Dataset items
******************************

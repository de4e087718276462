use std::sync::mpsc::{self, Receiver, RecvTimeoutError};
use std::time::{Duration, Instant};

use crossterm::event::{self, Event as CtEvent, KeyEvent};

/// Receive timeout used while no tick is pending, to keep the loop
/// responsive to shutdown and resize.
const IDLE_POLL: Duration = Duration::from_millis(250);

/// Unified event type consumed by the app runner
#[derive(Clone, Debug)]
pub enum AppEvent {
    Key(KeyEvent),
    Resize,
    Tick,
}

/// Source of terminal events (keyboard, resize, etc.)
pub trait AppEventSource: Send + 'static {
    /// Block for up to `timeout` waiting for an event.
    /// Returns Ok(event) if an event arrives before the timeout, or Err(Timeout) if it expires.
    fn recv_timeout(&self, timeout: Duration) -> Result<AppEvent, RecvTimeoutError>;
}

/// Production event source using crossterm
pub struct CrosstermEventSource {
    rx: Receiver<AppEvent>,
}

impl CrosstermEventSource {
    pub fn new() -> Self {
        let (tx, rx) = mpsc::channel();

        std::thread::spawn(move || loop {
            match event::read() {
                Ok(CtEvent::Key(key)) => {
                    if tx.send(AppEvent::Key(key)).is_err() {
                        break;
                    }
                }
                Ok(CtEvent::Resize(_, _)) => {
                    if tx.send(AppEvent::Resize).is_err() {
                        break;
                    }
                }
                Ok(_) => {}
                Err(_) => break,
            }
        });

        Self { rx }
    }
}

impl Default for CrosstermEventSource {
    fn default() -> Self {
        Self::new()
    }
}

impl AppEventSource for CrosstermEventSource {
    fn recv_timeout(&self, timeout: Duration) -> Result<AppEvent, RecvTimeoutError> {
        self.rx.recv_timeout(timeout)
    }
}

/// Cancellable one-shot deadline backing the session machine's recurring
/// one-second tick. Armed when the timer region starts, re-armed from the
/// previous deadline after each firing (so the cadence doesn't drift),
/// and cancelled on any exit from the running state.
#[derive(Clone, Copy, Debug, PartialEq, Eq)]
pub struct TickTimer {
    period: Duration,
    deadline: Option<Instant>,
}

impl TickTimer {
    pub fn new(period: Duration) -> Self {
        Self {
            period,
            deadline: None,
        }
    }

    pub fn arm(&mut self) {
        self.deadline = Some(Instant::now() + self.period);
    }

    /// Schedule the next firing one period after the previous deadline.
    /// No-op while cancelled.
    pub fn rearm(&mut self) {
        if let Some(deadline) = self.deadline {
            self.deadline = Some(deadline + self.period);
        }
    }

    pub fn cancel(&mut self) {
        self.deadline = None;
    }

    pub fn is_armed(&self) -> bool {
        self.deadline.is_some()
    }

    /// Time left until the pending deadline, zero once due, `None` while
    /// cancelled.
    pub fn remaining(&self, now: Instant) -> Option<Duration> {
        self.deadline.map(|d| d.saturating_duration_since(now))
    }
}

/// Test event source for unit tests
pub struct TestEventSource {
    rx: Receiver<AppEvent>,
}

impl TestEventSource {
    pub fn new(rx: Receiver<AppEvent>) -> Self {
        Self { rx }
    }
}

impl AppEventSource for TestEventSource {
    fn recv_timeout(&self, timeout: Duration) -> Result<AppEvent, RecvTimeoutError> {
        self.rx.recv_timeout(timeout)
    }
}

/// Runner that advances the application one event/tick at a time
pub struct Runner<E: AppEventSource> {
    event_source: E,
}

impl<E: AppEventSource> Runner<E> {
    pub fn new(event_source: E) -> Self {
        Self { event_source }
    }

    /// Blocks for the next event. The timeout follows the pending tick
    /// deadline when one is armed, so a quiet second surfaces as `Tick`
    /// exactly when due; otherwise an idle poll interval is used and the
    /// resulting `Tick` is ignored by the machine.
    pub fn step(&self, tick: &TickTimer) -> AppEvent {
        let timeout = tick.remaining(Instant::now()).unwrap_or(IDLE_POLL);
        match self.event_source.recv_timeout(timeout) {
            Ok(ev) => ev,
            Err(RecvTimeoutError::Timeout) | Err(RecvTimeoutError::Disconnected) => AppEvent::Tick,
        }
    }
}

******************************

HOW TO COMPLETE THIS TASK: Each entry above needs to be duplicated exactly.

RESPONSE AREA:
repository de4e087718276462
use std::sync::mpsc::{self, Receiver, RecvTimeoutError};
use std::time::{Duration, Instant};

use crossterm::event::{self, Event as CtEvent, KeyEvent};

/// Receive timeout used while no tick is pending, to keep the loop
/// responsive to shutdown and resize.
const IDLE_POLL: Duration = Duration::from_millis(250);

/// Unified event type consumed by the app runner
#[derive(Clone, Debug)]
pub enum AppEvent {
    Key(KeyEvent),
    Resize,
    Tick,
}

/// Source of terminal events (keyboard, resize, etc.)
pub trait AppEventSource: Send + 'static {
    /// Block for up to `timeout` waiting for an event.
    /// Returns Ok(event) if an event arrives before the timeout, or Err(Timeout) if it expires.
    fn recv_timeout(&self, timeout: Duration) -> Result<AppEvent, RecvTimeoutError>;
}

/// Production event source using crossterm
pub struct CrosstermEventSource {
    rx: Receiver<AppEvent>,
}

impl CrosstermEventSource {
    pub fn new() -> Self {
        let (tx, rx) = mpsc::channel();

        std::thread::spawn(move || loop {
            match event::read() {
                Ok(CtEvent::Key(key)) => {
                    if tx.send(AppEvent::Key(key)).is_err() {
                        break;
                    }
                }
                Ok(CtEvent::Resize(_, _)) => {
                    if tx.send(AppEvent::Resize).is_err() {
                        break;
                    }
                }
                Ok(_) => {}
                Err(_) => break,
            }
        });

        Self { rx }
    }
}

impl Default for CrosstermEventSource {
    fn default() -> Self {
        Self::new()
    }
}

impl AppEventSource for CrosstermEventSource {
    fn recv_timeout(&self, timeout: Duration) -> Result<AppEvent, RecvTimeoutError> {
        self.rx.recv_timeout(timeout)
    }
}

/// Cancellable one-shot deadline backing the session machine's recurring
/// one-second tick. Armed when the timer region starts, re-armed from the
/// previous deadline after each firing (so the cadence doesn't drift),
/// and cancelled on any exit from the running state.
#[derive(Clone, Copy, Debug, PartialEq, Eq)]
pub struct TickTimer {
    period: Duration,
    deadline: Option<Instant>,
}

impl TickTimer {
    pub fn new(period: Duration) -> Self {
        Self {
            period,
            deadline: None,
        }
    }

    pub fn arm(&mut self) {
        self.deadline = Some(Instant::now() + self.period);
    }

    /// Schedule the next firing one period after the previous deadline.
    /// No-op while cancelled.
    pub fn rearm(&mut self) {
        if let Some(deadline) = self.deadline {
            self.deadline = Some(deadline + self.period);
        }
    }

    pub fn cancel(&mut self) {
        self.deadline = None;
    }

    pub fn is_armed(&self) -> bool {
        self.deadline.is_some()
    }

    /// Time left until the pending deadline, zero once due, `None` while
    /// cancelled.
    pub fn remaining(&self, now: Instant) -> Option<Duration> {
        self.deadline.map(|d| d.saturating_duration_since(now))
    }
}

/// Test event source for unit tests
pub struct TestEventSource {
    rx: Receiver<AppEvent>,
}

impl TestEventSource {
    pub fn new(rx: Receiver<AppEvent>) -> Self {
        Self { rx }
    }
}

impl AppEventSource for TestEventSource {
    fn recv_timeout(&self, timeout: Duration) -> Result<AppEvent, RecvTimeoutError> {
        self.rx.recv_timeout(timeout)
    }
}

/// Runner that advances the application one event/tick at a time
pub struct Runner<E: AppEventSource> {
    event_source: E,
}

impl<E: AppEventSource> Runner<E> {
    pub fn new(event_source: E) -> Self {
        Self { event_source }
    }

    /// Blocks for the next event. The timeout follows the pending tick
    /// deadline when one is armed, so a quiet second surfaces as `Tick`
    /// exactly when due; otherwise an idle poll interval is used and the
    /// resulting `Tick` is ignored by the machine.
    pub fn step(&self, tick: &TickTimer) -> AppEvent {
        let timeout = tick.remaining(Instant::now()).unwrap_or(IDLE_POLL);
        match self.event_source.recv_timeout(timeout) {
            Ok(ev) => ev,
            Err(RecvTimeoutError::Timeout) | Err(RecvTimeoutError::Disconnected) => AppEvent::Tick,
        }
    }
}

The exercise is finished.